Just published the preliminary tool #pdf4anki on #codeberg
https://codeberg.org/barefootstache/pdf4anki
It mainly describes how to do it and is a semi-automation tool to get PDFs into #anki.
In the current version one will still need to modify the pattern constant in the clean-html.js file to align with the PDF in use.
As neat as #jquery or #cheerio is, I miss the abilities of #VanillaJavaScript in the browser.
I don't remember how many times I tried to grab certain properties, which would have been available in the browser, but don't exist in cheerio.
And it is a bit annoying to constantly put various html elements into the cheerio wrapper class to get access to the various functionalities it offers. Thus instead grabbed the minimal viable data and just worked further with arrays.

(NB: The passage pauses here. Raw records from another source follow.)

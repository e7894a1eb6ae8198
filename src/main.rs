use clap::{error::ErrorKind, CommandFactory, Parser};
use crossterm::{
    queue,
    style::{Print, Stylize},
    terminal::{disable_raw_mode, enable_raw_mode},
    tty::IsTty,
};
use keydrill::{
    config::{Config, ConfigStore, FileConfigStore},
    drill::{Combo, Drill, DrillConfig, Trial, TrialReport},
    keymap::{KeyMap, MapStyle},
    runtime::{CrosstermEventSource, DrillEventSource, KeyRead, Runner},
    session::SessionTally,
};
use rand::{rngs::StdRng, Rng, SeedableRng};
use std::{
    error::Error,
    io::{self, stdin, Write},
    path::PathBuf,
    time::{Duration, Instant},
};
use tracing::{info, warn};
use tracing_subscriber::EnvFilter;
use unicode_width::UnicodeWidthStr;

const TICK_RATE_MS: u64 = 100;
const WORDS_COLUMN: usize = 40;

/// terminal drill for key names that brings back the combos you get wrong
#[derive(Parser, Debug, Clone)]
#[clap(
    version,
    about,
    long_about = "Shows short combos of keys with their spoken names. Type them as fast as you can, with a speech recognition engine or a physical keyboard. Combos you get wrong come back more often until you get them right."
)]
pub struct Cli {
    /// use the built-in Dragonfly-style mappings instead of a Talon user directory
    #[clap(long)]
    dragonfly: bool,

    /// walk the key map in order instead of picking at random
    #[clap(long)]
    alphabetical: bool,

    /// include punctuation and symbols
    #[clap(long)]
    symbols: bool,

    /// number of keys per combo
    combo: Option<usize>,

    /// percentage of keys shown as capitals
    capitals: Option<u8>,

    /// seed for the random generator (defaults to system entropy)
    seed: Option<u64>,

    /// weight added to a combo each time it is failed
    #[clap(long)]
    repetitions: Option<u32>,

    /// chance that a trial replays a failed combo
    #[clap(long)]
    retry_chance: Option<f64>,

    /// acceptance threshold for the most failed combo when replaying
    #[clap(long)]
    retry_low: Option<f64>,

    /// other end of the replay threshold range
    #[clap(long)]
    retry_high: Option<f64>,

    /// config file to read (and write with --write-config)
    #[clap(long)]
    config: Option<PathBuf>,

    /// save the effective settings to the config file
    #[clap(long)]
    write_config: bool,

    /// log tracker activity to stderr
    #[clap(long)]
    debug: bool,
}

impl Cli {
    /// Overlay command-line values on a loaded config
    fn apply(&self, mut cfg: Config) -> Config {
        if self.dragonfly {
            cfg.style = MapStyle::Dragonfly;
        }
        cfg.alphabetical |= self.alphabetical;
        cfg.symbols |= self.symbols;
        if let Some(combo) = self.combo {
            cfg.combo = combo;
        }
        if let Some(capitals) = self.capitals {
            cfg.capital_percentage = capitals;
        }
        if let Some(repetitions) = self.repetitions {
            cfg.repetitions = repetitions;
        }
        if let Some(p) = self.retry_chance {
            cfg.retry_chance = p;
        }
        if let Some(p) = self.retry_low {
            cfg.retry_low = p;
        }
        if let Some(p) = self.retry_high {
            cfg.retry_high = p;
        }
        cfg
    }

    fn config_store(&self) -> FileConfigStore {
        match &self.config {
            Some(path) => FileConfigStore::with_path(path),
            None => FileConfigStore::new(),
        }
    }
}

fn init_tracing(debug: bool) {
    let default = if debug { "keydrill=debug" } else { "keydrill=warn" };
    let filter = EnvFilter::try_from_default_env().unwrap_or_else(|_| EnvFilter::new(default));
    tracing_subscriber::fmt()
        .with_env_filter(filter)
        .with_writer(io::stderr)
        .init();
}

fn main() -> Result<(), Box<dyn Error>> {
    let cli = Cli::parse();
    init_tracing(cli.debug);

    let store = cli.config_store();
    let config = cli.apply(store.load());
    if let Err(e) = config.validate() {
        Cli::command().error(ErrorKind::InvalidValue, e).exit();
    }
    if cli.write_config {
        store.save(&config)?;
        info!(path = %store.path().display(), "saved config");
    }

    if !stdin().is_tty() {
        let mut cmd = Cli::command();
        cmd.error(ErrorKind::Io, "stdin must be a tty").exit();
    }

    let keymap = KeyMap::load(&config.key_map_sources());
    let rng = match cli.seed {
        Some(seed) => StdRng::seed_from_u64(seed),
        None => StdRng::from_entropy(),
    };
    let mut drill = Drill::new(DrillConfig::from(&config), keymap, rng)?;
    info!(style = %config.style, combo = config.combo, "starting drill");

    println!(
        "Press the {} shown keys as fast as you can, using either a speech recognition engine or a physical keyboard! (Esc to quit)",
        config.combo
    );
    println!();

    let runner = Runner::new(
        CrosstermEventSource::new(),
        Duration::from_millis(TICK_RATE_MS),
    );
    let mut stdout = io::stdout();

    let raw_mode = RawModeGuard::enable()?;
    let result = run_drill(&mut drill, &runner, &mut stdout);
    raw_mode.restore()?;
    result?;

    print_summary(drill.tally());
    Ok(())
}

/// Keeps the terminal in raw mode until dropped, including on panic
struct RawModeGuard {
    active: bool,
}

impl RawModeGuard {
    fn enable() -> io::Result<Self> {
        enable_raw_mode()?;
        Ok(Self { active: true })
    }

    fn restore(mut self) -> io::Result<()> {
        self.active = false;
        disable_raw_mode()
    }
}

impl Drop for RawModeGuard {
    fn drop(&mut self) {
        if self.active {
            if let Err(e) = disable_raw_mode() {
                warn!(error = %e, "failed to leave raw mode");
            }
        }
    }
}

fn run_drill<R: Rng, E: DrillEventSource, W: Write>(
    drill: &mut Drill<R>,
    runner: &Runner<E>,
    out: &mut W,
) -> io::Result<()> {
    loop {
        let Trial { combo, retry } = drill.next_trial();
        render_prompt(out, &combo, retry)?;

        let started = Instant::now();
        let read = runner.read_keys(combo.char_count(), None, |c| {
            if let Err(e) = echo(out, c) {
                warn!(error = %e, key = %c, "failed to echo key");
            }
        });
        let typed = match read {
            KeyRead::Typed(typed) => typed,
            KeyRead::Quit => {
                queue!(out, Print("\r\n"))?;
                out.flush()?;
                return Ok(());
            }
        };

        let report = drill.record(&combo, &typed, started.elapsed());
        render_report(out, &report, drill.tally())?;
    }
}

fn echo<W: Write>(out: &mut W, c: char) -> io::Result<()> {
    queue!(out, Print(c))?;
    out.flush()
}

fn render_prompt<W: Write>(out: &mut W, combo: &Combo, retry: bool) -> io::Result<()> {
    let pad = WORDS_COLUMN.saturating_sub(combo.text.width()).max(1);
    let words = combo.words.join("  ");
    queue!(out, Print(&combo.text), Print(" ".repeat(pad)), Print(words))?;
    if retry {
        queue!(out, Print("   (again)".dark_grey()))?;
    }
    queue!(out, Print("\r\n"))?;
    out.flush()
}

fn render_report<W: Write>(
    out: &mut W,
    report: &TrialReport,
    tally: &SessionTally,
) -> io::Result<()> {
    queue!(out, Print("\r\n"))?;
    if report.passed {
        let line = format!(
            "Correct.{}Tally: {} correct = {:.1}% WER. Speed: {:.2} s/key",
            " ".repeat(WORDS_COLUMN - "Correct.".len()),
            tally.correct,
            tally.word_error_rate().unwrap_or(0.0),
            tally.averaged_speed.unwrap_or(0.0),
        );
        queue!(out, Print(line.green()))?;
    } else {
        let line = format!(
            "### WRONG! ###### {:?} {:?} ############ Tally: {} correct, {} wrong. ###",
            report.expected, report.typed, tally.correct, tally.wrong,
        );
        queue!(out, Print(line.red()))?;
    }
    queue!(out, Print("\r\n\r\n"))?;
    out.flush()
}

fn print_summary(tally: &SessionTally) {
    match tally.word_error_rate() {
        Some(wer) => println!(
            "{} correct, {} wrong ({:.1}% WER), {:.2} s/key",
            tally.correct,
            tally.wrong,
            wer,
            tally.averaged_speed.unwrap_or(0.0)
        ),
        None => println!("No trials completed."),
    }
}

The most fun I had was dealing with a a pre-existing reference as in
```
const page = { foo: 0, bar: 0};
const pageList = [];
if (someNumber > 4) {
for (let ii = 0; ii < someNumber; ii++ ) {
page.foo = ii * ii;
page.bar = ii + ii;
pageList.push(page);
}
return;
}
pageList.push(page);
```
When console logging within the for-loop everything worked as expected, but if one saved the `JSON.stringify(pageList)` then each item that was created in the for-loop equated to the last item created.
The solution is to create a `structureClone(page)` within the for-loop and reference it over `page`.